The second was the idea that it was looking for boozy or embarrassing photos of you to pass along to your employer. In fact it screens for just a handful of things: aggressive or violent acts or assertions, unlawful activity, discriminatory activity (for example, making racist statements), and sexually explicit activity. And it doesn’t pass on identifiable photos of you at all. In other words, your drunken kegstand photos are probably fine as long as you’re not wearing a T-shirt with a swastika or naked from the waist down.
Basically, it just wants to know if you’re the kind of asshole who will cause legal hassles for an employer.
… we learned a few things about how it works, and what you can do if you’ve got to have one of these reports run. And you will.
For starters, what it doesn’t include in the report is nearly as interesting as what it does. Every image of me that might be able to identify my ethnicity is blacked out, even my hands. On my homepage, a line that reads “I drink too much beer” has been obscured because it’s ultimately irrelevant. Screw you, boss man. I love my beer. (Joe: please do not fire me.)
And then there’s the stuff it didn’t find. For example, our editor in chief, Joe Brown, has a Facebook account under a different name he uses for close friends who do not want to be subjected to his work-related posts. (And, you know, to avoid annoying publicists who try to friend him.) It’s easily findable if you know his personal email address. We gave that address to Social Intelligence, but it didn’t dig up his aliased account, just his main profile.

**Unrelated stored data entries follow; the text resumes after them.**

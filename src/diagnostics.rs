use tracing_appender::non_blocking::WorkerGuard;
use tracing_subscriber::{fmt, prelude::*, EnvFilter};

/// Initialize tracing with both console and file output
pub fn init_diagnostics() -> WorkerGuard {
    let log_dir = dirs::data_local_dir()
        .unwrap_or_else(|| dirs::home_dir().unwrap_or_default())
        .join("FlashcardReview")
        .join("logs");

    if !log_dir.exists() {
        let _ = std::fs::create_dir_all(&log_dir);
    }

    let file_appender = tracing_appender::rolling::never(&log_dir, "review.log");
    let (non_blocking, guard) = tracing_appender::non_blocking(file_appender);

    tracing_subscriber::registry()
        .with(EnvFilter::from_default_env().add_directive(tracing::Level::INFO.into()))
        .with(fmt::layer().with_writer(std::io::stdout))
        .with(fmt::layer().with_writer(non_blocking).with_ansi(false))
        .init();

    tracing::info!("Diagnostics initialized. Logs: {:?}", log_dir);
    guard
}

It also seems like it helps to have a large Web footprint. Yeah, it found some negative hits. Tip of the iceberg, my man!
There was much more to find buried deep in my Google search results that could have been just as incriminating. Sometimes, on even more than one level.
Plenty more detail in that piece, but to cut a long story short, it’ll be eminently possible to live a fun fulfilling life online and not flunk one of these background checks… although, counterintuitively perhaps, it appears that broadcasting more of your life rather than less of it is one way to help yourself.
But note that SI’s offer is essentially an outsource offer, and – deliberately, thanks to the constrains of certain laws – much more limited than a few hours of Googling an employee by name. A big firm could easily have a dedicated HR drone whose job it was to rake over the pasts of potential applicants for nasty nuggets. Hell, keep their paygrade low enough, and there’ll be plenty of axe-grinding motivation for them to dish the dirt on high-level managerial applicants; few things motivate in a shitty job as powerfully as resentment, after all. Though don’t treat ’em too bad… you wouldn’t want them agitating your own layers of silt, now would you?
(Businesses: if this sounds like a good plan to you, don’t delay, start hiring now! After all, the job market – at least here in the UK – is about to be flooded with people who’ve made a living by digging up the mundane failures and foibles of people’s private lives and exposing them to public scrutiny, so hire now while they’re still cheap! You may even find that a bit of your own research will enable you to apply the very same sort of leverage upon them, too.)
On this side of the pond, meanwhile, the European parliament is trying to enshrine an Eric Shmidt-esque “right to be forgotten” into law. Tessa Mayes remains unimpressed:
we shouldn’t champion a right to be forgotten. Why? For one, it could be used to stifle our culture’s imagination by banning freedom of expression. It could encourage public figures to claim a “right to erase what people say about my sex life”, as some have been trying to do using superinjunctions, and as Max Mosley, whose orgy was exposed in the News of the World, failed to do in the European Court of Human Rights. But that isn’t my main reason. An exemption could be made so it refers only to data processing rather than when your data is talked about.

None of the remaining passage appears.